[Start of Attachment]
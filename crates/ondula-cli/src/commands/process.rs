//! File-based filter processing command.

use crate::effects::{FilterArgs, build_filter};
use clap::Args;
use indicatif::{ProgressBar, ProgressStyle};
use ondula_io::FilterRunner;
use std::path::PathBuf;

/// Process a WAV file through a filter.
#[derive(Args)]
pub struct ProcessArgs {
    /// Input WAV file
    #[arg(value_name = "INPUT")]
    input: PathBuf,

    /// Output WAV file
    #[arg(value_name = "OUTPUT")]
    output: PathBuf,

    #[command(flatten)]
    filter: FilterArgs,

    /// Zero frames appended after the input so feedback tails ring out
    #[arg(long, default_value = "0")]
    tail: u64,

    /// Output bit depth (8, 16, 24, or 32); defaults to the input's
    #[arg(long)]
    bit_depth: Option<u16>,
}

/// Run the process command.
pub fn run(args: ProcessArgs) -> anyhow::Result<()> {
    let mut filter = build_filter(&args.filter)?;
    tracing::info!(filter = %args.filter.describe(), nodes = filter.node_count(), "filter ready");

    let mut runner = FilterRunner::new().with_tail(args.tail);
    if let Some(bits) = args.bit_depth {
        runner = runner.with_bit_depth(bits);
    }

    println!("Processing {}...", args.input.display());
    let pb = ProgressBar::new(runner.planned_frames(&args.input)?);
    pb.set_style(
        ProgressStyle::default_bar()
            .template("[{elapsed_precise}] [{bar:40.cyan/blue}] {pos}/{len} ({eta})")?
            .progress_chars("##-"),
    );
    let bar = pb.clone();
    let mut runner = runner.with_progress(move |frames| bar.set_position(frames));

    let stats = runner.run(&mut filter, &args.input, &args.output)?;
    pb.finish_with_message("done");

    println!("\nStats:");
    println!(
        "  Frames: {} ({} tail), {:.2}s at {} Hz",
        stats.frames,
        stats.tail_frames,
        stats.duration_secs(),
        stats.sample_rate
    );
    println!(
        "  Peak:   in {:.1} dB, out {:.1} dB",
        linear_to_db(stats.input_peak),
        linear_to_db(stats.output_peak)
    );
    println!("  Speed:  {:.1}x realtime", stats.realtime_factor());
    println!("\nWrote {}", args.output.display());

    Ok(())
}

fn linear_to_db(linear: f32) -> f32 {
    20.0 * linear.max(1e-10).log10()
}
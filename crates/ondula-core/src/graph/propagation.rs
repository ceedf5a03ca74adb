//! Recursive push propagation through a composite's node arena.
//!
//! A node fires once all of its input slots hold a value, then pushes each
//! output into the slots it feeds and recurses into those nodes. Delays are
//! the exception that makes feedback computable:
//!
//! - **Phase 1**: a delay that has not popped yet is always ready. It pops
//!   last step's value and forwards it, but is *not* marked visited, so its
//!   real input can still reach it later in the same step.
//! - **Phase 2**: when that input arrives the delay enqueues it, is marked
//!   visited, and forwards nothing (its output already went out in phase 1).
//!
//! The visited flags stop a node reached through several paths, or through a
//! loop, from firing twice in one step.

#[cfg(not(feature = "std"))]
use alloc::{format, vec, vec::Vec};

use crate::block::Block;
use crate::filter::{Filter, FilterError};

use super::composite::CompositeFilter;
use super::edge::Connection;
use super::node::{NodeId, NodeKind, take_slots};

impl CompositeFilter {
    /// Cycle-priming pass: give every delay the chance to pop.
    pub(crate) fn prime_delays(&mut self) -> Result<(), FilterError> {
        for slot in 1..self.nodes.len() {
            if self.nodes[slot].is_delay() {
                self.compute_node(NodeId(slot as u32))?;
            }
        }
        Ok(())
    }

    /// Injection pass: push every composite input into the nodes it feeds.
    pub(crate) fn inject_inputs(&mut self, input: &[f32]) -> Result<(), FilterError> {
        for k in 0..self.nodes[0].downstream.len() {
            let connection = self.nodes[0].downstream[k];
            self.deliver(connection, input[connection.from_port])?;
        }
        Ok(())
    }

    /// Fires `id` if it is ready, then pushes its outputs downstream.
    pub(crate) fn compute_node(&mut self, id: NodeId) -> Result<(), FilterError> {
        let slot = id.slot();
        if self.visited[slot] {
            return Ok(());
        }

        let node = &mut self.nodes[slot];
        if !node.all_inputs_available() {
            // Still waiting on another path; a later push retries.
            return Ok(());
        }

        let NodeKind::Block(block) = &mut node.kind else {
            return Ok(());
        };

        let output = match block {
            Block::Delay(delay) if !delay.is_awaiting_refill() => vec![delay.pop()],
            Block::Delay(delay) => {
                let input = take_slots(&mut node.buffer).ok_or_else(|| empty_slot(id))?;
                delay.enqueue(input[0]);
                self.visited[slot] = true;
                return Ok(());
            }
            _ => {
                let input = take_slots(&mut node.buffer).ok_or_else(|| empty_slot(id))?;
                let output = block.compute_one_step(&input)?;
                self.visited[slot] = true;
                output
            }
        };

        self.forward(id, &output)
    }

    /// Pushes `output` along every connection leaving `id`.
    fn forward(&mut self, id: NodeId, output: &[f32]) -> Result<(), FilterError> {
        for k in 0..self.nodes[id.slot()].downstream.len() {
            let connection = self.nodes[id.slot()].downstream[k];
            let value = output.get(connection.from_port).copied().ok_or_else(|| {
                FilterError::IncompleteGraph(format!(
                    "{id} produced {} output(s) but output {} is wired",
                    output.len(),
                    connection.from_port
                ))
            })?;
            self.deliver(connection, value)?;
        }
        Ok(())
    }

    /// Writes `value` into the connection's target and fires it; values
    /// reaching the boundary land in the composite's output slots.
    fn deliver(&mut self, connection: Connection, value: f32) -> Result<(), FilterError> {
        if connection.to.is_boundary() {
            self.outputs[connection.to_port] = Some(value);
            return Ok(());
        }
        self.nodes[connection.to.slot()].buffer[connection.to_port] = Some(value);
        self.compute_node(connection.to)
    }
}

fn empty_slot(id: NodeId) -> FilterError {
    FilterError::IncompleteGraph(format!("{id} fired with an empty input slot"))
}

#[cfg(test)]
mod tests {
    use crate::{Addition, CompositeFilter, Delay, Filter, Gain};

    fn run(filter: &mut CompositeFilter, input: &[f32]) -> Vec<f32> {
        input
            .iter()
            .map(|&x| filter.compute_one_step(&[x]).unwrap()[0])
            .collect()
    }

    #[test]
    fn diamond_fires_merge_once() {
        // x → a(×2) ─┐
        //  └→ b(×3) ─┴→ sum → out
        let mut c = CompositeFilter::new(1, 1);
        let a = c.add_block(Gain::new(2.0));
        let b = c.add_block(Gain::new(3.0));
        let sum = c.add_block(Addition::new());
        c.connect_input_to_block(0, a, 0).unwrap();
        c.connect_input_to_block(0, b, 0).unwrap();
        c.connect_block_to_block(a, 0, sum, 0).unwrap();
        c.connect_block_to_block(b, 0, sum, 1).unwrap();
        c.connect_block_to_output(sum, 0, 0).unwrap();
        assert_eq!(run(&mut c, &[1.0, -2.0]), vec![5.0, -10.0]);
    }

    #[test]
    fn delay_feeding_delay() {
        // Two chained delays behave like one of the summed length,
        // whatever order the priming pass visits them in.
        let mut c = CompositeFilter::new(1, 1);
        let second = c.add_block(Delay::new(2));
        let first = c.add_block(Delay::new(1));
        c.connect_input_to_block(0, first, 0).unwrap();
        c.connect_block_to_block(first, 0, second, 0).unwrap();
        c.connect_block_to_output(second, 0, 0).unwrap();
        assert_eq!(
            run(&mut c, &[1.0, 2.0, 3.0, 4.0, 5.0]),
            vec![0.0, 0.0, 0.0, 1.0, 2.0]
        );
    }

    #[test]
    fn delay_feeding_delay_reverse_order() {
        let mut c = CompositeFilter::new(1, 1);
        let first = c.add_block(Delay::new(1));
        let second = c.add_block(Delay::new(2));
        c.connect_input_to_block(0, first, 0).unwrap();
        c.connect_block_to_block(first, 0, second, 0).unwrap();
        c.connect_block_to_output(second, 0, 0).unwrap();
        assert_eq!(
            run(&mut c, &[1.0, 2.0, 3.0, 4.0, 5.0]),
            vec![0.0, 0.0, 0.0, 1.0, 2.0]
        );
    }

    #[test]
    fn self_loop_delay_circulates() {
        // sum = x + d; d holds sum for 2 steps. An impulse repeats every 2 steps.
        let mut c = CompositeFilter::new(1, 1);
        let sum = c.add_block(Addition::new());
        let d = c.add_block(Delay::new(2));
        c.connect_input_to_block(0, sum, 0).unwrap();
        c.connect_block_to_block(d, 0, sum, 1).unwrap();
        c.connect_block_to_block(sum, 0, d, 0).unwrap();
        c.connect_block_to_output(sum, 0, 0).unwrap();
        assert_eq!(
            run(&mut c, &[1.0, 0.0, 0.0, 0.0, 0.0]),
            vec![1.0, 0.0, 1.0, 0.0, 1.0]
        );
    }

    #[test]
    fn delay_tap_feeds_output_directly() {
        // The delay's popped value reaches the output during priming.
        let mut c = CompositeFilter::new(1, 2);
        let d = c.add_block(Delay::new(1));
        c.connect_input_to_block(0, d, 0).unwrap();
        c.connect_block_to_output(d, 0, 0).unwrap();
        c.connect_input_to_output(0, 1).unwrap();
        assert_eq!(c.compute_one_step(&[0.5]).unwrap(), vec![0.0, 0.5]);
        assert_eq!(c.compute_one_step(&[0.25]).unwrap(), vec![0.5, 0.25]);
    }

    #[test]
    fn unfed_delay_fails_the_step() {
        // The delay's only source sits in a delay-free loop, so it never refills.
        let mut c = CompositeFilter::new(1, 1);
        let sum = c.add_block(Addition::new());
        let g = c.add_block(Gain::new(1.0));
        let d = c.add_block(Delay::new(1));
        c.connect_input_to_block(0, sum, 0).unwrap();
        c.connect_block_to_block(g, 0, sum, 1).unwrap();
        c.connect_block_to_block(sum, 0, g, 0).unwrap();
        c.connect_block_to_block(sum, 0, d, 0).unwrap();
        c.connect_block_to_output(d, 0, 0).unwrap();
        assert!(c.is_valid());

        let err = c.compute_one_step(&[1.0]).unwrap_err();
        assert!(err.to_string().contains("never received"), "got: {err}");
    }
}
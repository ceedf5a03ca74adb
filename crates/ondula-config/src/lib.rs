//! Patch files for ondula filter graphs.
//!
//! A patch describes a [`CompositeFilter`](ondula_core::CompositeFilter) in
//! TOML: named blocks (primitives, the effects from `ondula-effects`, or a
//! nested patch) and the connections between them.
//!
//! # Features
//!
//! - **Patch format**: [`Patch`] loads and saves TOML, see its docs for the layout
//! - **Endpoints**: `"<block>[:<port>]"` strings, with the reserved names
//!   [`INPUT`] and [`OUTPUT`] for the composite's own ports
//! - **Building**: [`Patch::build()`] resolves ids and wires the graph,
//!   reporting unknown or reserved ids and bad parameters as [`ConfigError`]
//!
//! # Example
//!
//! ```rust
//! use ondula_config::{BlockKind, Endpoint, Patch};
//! use ondula_core::Filter;
//!
//! let patch = Patch::new("double", 1, 1)
//!     .with_block("g", BlockKind::Gain { gain: 2.0 })
//!     .with_connection(Endpoint::input(0), Endpoint::block("g", 0))
//!     .with_connection(Endpoint::block("g", 0), Endpoint::output(0));
//!
//! let mut filter = patch.build()?;
//! assert_eq!(filter.compute_one_step(&[0.25])?, vec![0.5]);
//! # Ok::<(), Box<dyn std::error::Error>>(())
//! ```

mod endpoint;
mod error;
mod patch;

pub use endpoint::{Endpoint, INPUT, OUTPUT, is_reserved};
pub use error::ConfigError;
pub use patch::{BlockConfig, BlockKind, ConnectionConfig, Patch};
[End of Attachment]
PROBLEM DETAILS:
In the listing above, reproduce the first line and each one after it through the line that contains "#[derive(Args)]".

ANSWER BELOW:
filename crates/ondula-cli/src/commands/process.rs
//! File-based filter processing command.

use crate::effects::{FilterArgs, build_filter};
use clap::Args;
use indicatif::{ProgressBar, ProgressStyle};
use ondula_io::FilterRunner;
use std::path::PathBuf;

/// Process a WAV file through a filter.
#[derive(Args)]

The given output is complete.